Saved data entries
○ ○ ○ ○

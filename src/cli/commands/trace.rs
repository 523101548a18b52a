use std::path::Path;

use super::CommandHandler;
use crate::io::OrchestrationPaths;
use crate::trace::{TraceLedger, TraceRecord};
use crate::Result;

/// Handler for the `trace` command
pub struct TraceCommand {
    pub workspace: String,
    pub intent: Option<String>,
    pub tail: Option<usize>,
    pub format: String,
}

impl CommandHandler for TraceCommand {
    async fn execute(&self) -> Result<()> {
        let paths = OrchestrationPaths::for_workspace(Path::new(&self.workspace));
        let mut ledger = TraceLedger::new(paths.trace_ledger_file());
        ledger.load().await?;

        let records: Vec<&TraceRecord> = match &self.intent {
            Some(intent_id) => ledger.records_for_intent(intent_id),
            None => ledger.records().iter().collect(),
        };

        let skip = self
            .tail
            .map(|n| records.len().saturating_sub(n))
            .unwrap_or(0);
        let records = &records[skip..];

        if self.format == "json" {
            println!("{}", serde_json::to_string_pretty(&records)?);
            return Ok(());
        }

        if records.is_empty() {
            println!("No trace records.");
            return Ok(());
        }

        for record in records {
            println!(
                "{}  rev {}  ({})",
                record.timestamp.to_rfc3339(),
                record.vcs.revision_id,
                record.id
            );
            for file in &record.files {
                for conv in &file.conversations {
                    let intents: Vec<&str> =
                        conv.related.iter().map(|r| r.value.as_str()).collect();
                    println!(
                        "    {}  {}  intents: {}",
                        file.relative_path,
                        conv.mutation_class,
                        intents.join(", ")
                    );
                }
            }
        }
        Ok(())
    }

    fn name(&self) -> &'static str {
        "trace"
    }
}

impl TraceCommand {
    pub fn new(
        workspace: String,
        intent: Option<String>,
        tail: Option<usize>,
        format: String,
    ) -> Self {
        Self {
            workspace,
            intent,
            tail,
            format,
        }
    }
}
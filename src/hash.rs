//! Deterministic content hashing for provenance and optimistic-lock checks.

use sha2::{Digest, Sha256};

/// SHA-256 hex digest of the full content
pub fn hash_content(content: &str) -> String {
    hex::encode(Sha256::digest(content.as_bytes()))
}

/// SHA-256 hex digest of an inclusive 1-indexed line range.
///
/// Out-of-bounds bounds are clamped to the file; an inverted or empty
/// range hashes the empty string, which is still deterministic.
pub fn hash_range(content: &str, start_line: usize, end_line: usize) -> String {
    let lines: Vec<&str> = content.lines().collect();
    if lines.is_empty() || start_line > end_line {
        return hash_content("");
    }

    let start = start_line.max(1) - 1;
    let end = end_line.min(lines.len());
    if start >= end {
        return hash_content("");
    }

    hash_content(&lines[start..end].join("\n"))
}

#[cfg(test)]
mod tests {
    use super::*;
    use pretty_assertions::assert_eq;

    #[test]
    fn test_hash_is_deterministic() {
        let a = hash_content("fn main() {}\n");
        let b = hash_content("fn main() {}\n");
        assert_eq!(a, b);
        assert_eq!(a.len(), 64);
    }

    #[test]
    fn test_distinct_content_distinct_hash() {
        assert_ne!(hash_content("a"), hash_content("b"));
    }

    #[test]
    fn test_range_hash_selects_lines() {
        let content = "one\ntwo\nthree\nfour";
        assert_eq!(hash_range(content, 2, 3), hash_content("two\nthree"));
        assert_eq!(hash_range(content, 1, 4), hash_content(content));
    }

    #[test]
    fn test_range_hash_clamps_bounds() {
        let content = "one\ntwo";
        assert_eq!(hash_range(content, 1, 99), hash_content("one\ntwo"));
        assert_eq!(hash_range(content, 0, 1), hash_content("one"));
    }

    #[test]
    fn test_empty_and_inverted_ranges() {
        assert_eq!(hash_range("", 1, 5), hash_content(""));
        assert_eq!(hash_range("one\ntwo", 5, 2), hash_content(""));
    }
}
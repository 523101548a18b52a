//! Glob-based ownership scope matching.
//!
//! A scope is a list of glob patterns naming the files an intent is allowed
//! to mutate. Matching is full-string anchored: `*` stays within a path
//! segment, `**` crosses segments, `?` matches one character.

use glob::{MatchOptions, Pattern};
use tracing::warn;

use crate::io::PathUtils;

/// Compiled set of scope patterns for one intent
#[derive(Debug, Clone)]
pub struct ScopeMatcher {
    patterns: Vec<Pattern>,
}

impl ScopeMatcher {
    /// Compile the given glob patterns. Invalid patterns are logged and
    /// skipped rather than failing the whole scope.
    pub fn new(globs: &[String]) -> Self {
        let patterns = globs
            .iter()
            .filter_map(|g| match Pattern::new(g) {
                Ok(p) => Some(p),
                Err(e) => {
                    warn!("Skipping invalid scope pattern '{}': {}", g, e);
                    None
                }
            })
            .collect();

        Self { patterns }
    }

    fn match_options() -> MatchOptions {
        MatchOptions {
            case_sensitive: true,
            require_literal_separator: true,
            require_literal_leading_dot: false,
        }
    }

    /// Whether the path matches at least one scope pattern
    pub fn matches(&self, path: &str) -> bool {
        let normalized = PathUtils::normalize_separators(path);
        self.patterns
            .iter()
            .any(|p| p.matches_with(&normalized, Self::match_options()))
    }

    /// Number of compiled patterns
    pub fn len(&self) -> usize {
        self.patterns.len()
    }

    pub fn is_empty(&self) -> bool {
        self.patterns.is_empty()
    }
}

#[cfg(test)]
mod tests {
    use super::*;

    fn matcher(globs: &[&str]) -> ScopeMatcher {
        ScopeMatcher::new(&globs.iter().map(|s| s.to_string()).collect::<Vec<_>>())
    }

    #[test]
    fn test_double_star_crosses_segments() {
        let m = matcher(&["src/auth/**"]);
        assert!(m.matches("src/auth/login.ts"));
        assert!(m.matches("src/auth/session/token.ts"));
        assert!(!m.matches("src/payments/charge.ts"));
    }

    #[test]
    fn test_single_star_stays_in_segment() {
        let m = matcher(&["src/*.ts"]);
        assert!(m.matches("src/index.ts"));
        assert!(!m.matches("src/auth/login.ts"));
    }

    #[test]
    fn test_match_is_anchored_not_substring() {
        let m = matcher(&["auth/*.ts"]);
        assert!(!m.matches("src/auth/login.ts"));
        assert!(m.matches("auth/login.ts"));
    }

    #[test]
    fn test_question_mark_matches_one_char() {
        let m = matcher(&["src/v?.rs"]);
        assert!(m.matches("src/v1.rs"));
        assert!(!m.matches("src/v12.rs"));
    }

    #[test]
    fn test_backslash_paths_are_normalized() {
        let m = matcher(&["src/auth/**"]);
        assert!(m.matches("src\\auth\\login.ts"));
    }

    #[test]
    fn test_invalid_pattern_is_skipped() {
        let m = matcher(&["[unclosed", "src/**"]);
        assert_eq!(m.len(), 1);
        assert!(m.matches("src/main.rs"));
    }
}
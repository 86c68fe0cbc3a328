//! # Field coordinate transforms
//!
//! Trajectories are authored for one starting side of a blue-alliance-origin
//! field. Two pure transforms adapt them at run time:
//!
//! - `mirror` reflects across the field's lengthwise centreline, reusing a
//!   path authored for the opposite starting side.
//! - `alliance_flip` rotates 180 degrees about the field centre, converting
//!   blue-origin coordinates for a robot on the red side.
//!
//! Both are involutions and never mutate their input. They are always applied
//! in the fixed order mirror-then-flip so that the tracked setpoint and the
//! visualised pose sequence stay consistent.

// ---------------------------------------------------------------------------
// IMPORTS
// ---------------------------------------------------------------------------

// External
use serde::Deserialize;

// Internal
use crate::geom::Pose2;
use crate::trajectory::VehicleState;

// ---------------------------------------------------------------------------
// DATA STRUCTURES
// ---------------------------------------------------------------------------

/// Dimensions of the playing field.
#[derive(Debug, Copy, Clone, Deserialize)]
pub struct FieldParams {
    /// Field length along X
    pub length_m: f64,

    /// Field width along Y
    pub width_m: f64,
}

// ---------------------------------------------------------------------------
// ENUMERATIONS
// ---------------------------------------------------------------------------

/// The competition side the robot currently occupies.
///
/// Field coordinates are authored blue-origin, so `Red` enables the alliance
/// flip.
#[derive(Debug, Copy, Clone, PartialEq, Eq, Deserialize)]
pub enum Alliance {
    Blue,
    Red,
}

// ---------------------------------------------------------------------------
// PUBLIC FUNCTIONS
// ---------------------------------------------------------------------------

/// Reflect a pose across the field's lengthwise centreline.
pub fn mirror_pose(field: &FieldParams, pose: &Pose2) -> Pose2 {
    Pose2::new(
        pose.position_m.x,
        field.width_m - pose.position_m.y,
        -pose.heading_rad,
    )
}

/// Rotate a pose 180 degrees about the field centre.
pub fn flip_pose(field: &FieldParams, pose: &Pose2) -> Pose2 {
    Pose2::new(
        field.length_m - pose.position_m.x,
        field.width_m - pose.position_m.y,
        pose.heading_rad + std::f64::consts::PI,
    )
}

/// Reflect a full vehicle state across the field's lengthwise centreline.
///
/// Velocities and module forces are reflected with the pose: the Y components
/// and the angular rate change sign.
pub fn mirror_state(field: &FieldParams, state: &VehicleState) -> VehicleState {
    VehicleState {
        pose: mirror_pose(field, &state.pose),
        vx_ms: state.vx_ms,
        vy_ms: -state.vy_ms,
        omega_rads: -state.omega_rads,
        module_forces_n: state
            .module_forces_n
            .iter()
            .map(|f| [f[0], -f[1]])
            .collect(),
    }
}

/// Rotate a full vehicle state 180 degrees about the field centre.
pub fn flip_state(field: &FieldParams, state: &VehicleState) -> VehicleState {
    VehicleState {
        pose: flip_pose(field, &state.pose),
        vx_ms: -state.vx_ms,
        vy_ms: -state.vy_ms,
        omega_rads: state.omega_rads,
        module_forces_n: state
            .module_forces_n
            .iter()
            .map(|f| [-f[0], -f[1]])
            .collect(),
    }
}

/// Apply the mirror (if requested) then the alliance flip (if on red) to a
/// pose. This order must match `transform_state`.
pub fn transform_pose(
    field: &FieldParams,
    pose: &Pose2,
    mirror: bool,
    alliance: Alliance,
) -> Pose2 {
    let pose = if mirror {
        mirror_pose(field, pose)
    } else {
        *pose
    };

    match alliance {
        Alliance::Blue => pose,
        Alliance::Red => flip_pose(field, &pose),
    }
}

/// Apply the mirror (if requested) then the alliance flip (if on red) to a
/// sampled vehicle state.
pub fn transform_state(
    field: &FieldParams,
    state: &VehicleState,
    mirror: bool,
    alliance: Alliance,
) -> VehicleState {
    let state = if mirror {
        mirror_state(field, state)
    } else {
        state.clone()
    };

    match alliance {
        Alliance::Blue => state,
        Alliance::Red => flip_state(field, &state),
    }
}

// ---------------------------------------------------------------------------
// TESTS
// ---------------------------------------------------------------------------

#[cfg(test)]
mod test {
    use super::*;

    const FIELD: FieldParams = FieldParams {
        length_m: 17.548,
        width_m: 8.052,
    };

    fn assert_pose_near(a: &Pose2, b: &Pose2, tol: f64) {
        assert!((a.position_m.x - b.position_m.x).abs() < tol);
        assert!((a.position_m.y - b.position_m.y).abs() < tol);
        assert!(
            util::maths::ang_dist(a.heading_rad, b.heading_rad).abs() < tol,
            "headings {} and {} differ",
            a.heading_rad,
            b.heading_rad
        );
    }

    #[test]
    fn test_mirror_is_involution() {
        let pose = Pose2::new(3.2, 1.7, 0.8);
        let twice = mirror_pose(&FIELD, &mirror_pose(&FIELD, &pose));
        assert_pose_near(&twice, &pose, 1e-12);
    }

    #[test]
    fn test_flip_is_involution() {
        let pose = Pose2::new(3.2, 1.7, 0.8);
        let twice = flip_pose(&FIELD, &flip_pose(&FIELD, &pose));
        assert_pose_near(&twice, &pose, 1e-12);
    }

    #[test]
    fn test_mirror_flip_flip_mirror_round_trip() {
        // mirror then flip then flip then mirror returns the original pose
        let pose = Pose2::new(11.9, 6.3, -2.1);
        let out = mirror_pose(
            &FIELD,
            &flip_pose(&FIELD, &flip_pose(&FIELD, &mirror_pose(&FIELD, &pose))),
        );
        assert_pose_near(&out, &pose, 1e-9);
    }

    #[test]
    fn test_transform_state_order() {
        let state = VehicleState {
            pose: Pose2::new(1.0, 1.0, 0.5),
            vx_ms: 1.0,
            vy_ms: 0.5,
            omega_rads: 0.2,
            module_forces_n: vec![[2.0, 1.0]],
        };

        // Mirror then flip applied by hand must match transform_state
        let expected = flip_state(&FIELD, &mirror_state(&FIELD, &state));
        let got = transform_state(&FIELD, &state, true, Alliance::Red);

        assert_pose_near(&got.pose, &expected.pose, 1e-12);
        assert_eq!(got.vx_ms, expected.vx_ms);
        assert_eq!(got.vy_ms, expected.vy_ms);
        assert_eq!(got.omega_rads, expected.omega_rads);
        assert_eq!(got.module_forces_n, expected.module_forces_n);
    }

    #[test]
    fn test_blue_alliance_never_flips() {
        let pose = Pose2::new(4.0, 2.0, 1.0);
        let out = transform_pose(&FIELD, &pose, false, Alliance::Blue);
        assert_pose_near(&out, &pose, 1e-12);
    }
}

○ ○ ○ ○

• [REQUIRED ACTION] Retype exactly, and only, the lines above from the one where "ledger.load().await?;" occurs up to and including the one where "pub fn hash_content(content: &str)" occurs.

• [ANSWER BOX]
        ledger.load().await?;

        let records: Vec<&TraceRecord> = match &self.intent {
            Some(intent_id) => ledger.records_for_intent(intent_id),
            None => ledger.records().iter().collect(),
        };

        let skip = self
            .tail
            .map(|n| records.len().saturating_sub(n))
            .unwrap_or(0);
        let records = &records[skip..];

        if self.format == "json" {
            println!("{}", serde_json::to_string_pretty(&records)?);
            return Ok(());
        }

        if records.is_empty() {
            println!("No trace records.");
            return Ok(());
        }

        for record in records {
            println!(
                "{}  rev {}  ({})",
                record.timestamp.to_rfc3339(),
                record.vcs.revision_id,
                record.id
            );
            for file in &record.files {
                for conv in &file.conversations {
                    let intents: Vec<&str> =
                        conv.related.iter().map(|r| r.value.as_str()).collect();
                    println!(
                        "    {}  {}  intents: {}",
                        file.relative_path,
                        conv.mutation_class,
                        intents.join(", ")
                    );
                }
            }
        }
        Ok(())
    }

    fn name(&self) -> &'static str {
        "trace"
    }
}

impl TraceCommand {
    pub fn new(
        workspace: String,
        intent: Option<String>,
        tail: Option<usize>,
        format: String,
    ) -> Self {
        Self {
            workspace,
            intent,
            tail,
            format,
        }
    }
}
filename src/hash.rs
//! Deterministic content hashing for provenance and optimistic-lock checks.

use sha2::{Digest, Sha256};

/// SHA-256 hex digest of the full content
pub fn hash_content(content: &str) -> String {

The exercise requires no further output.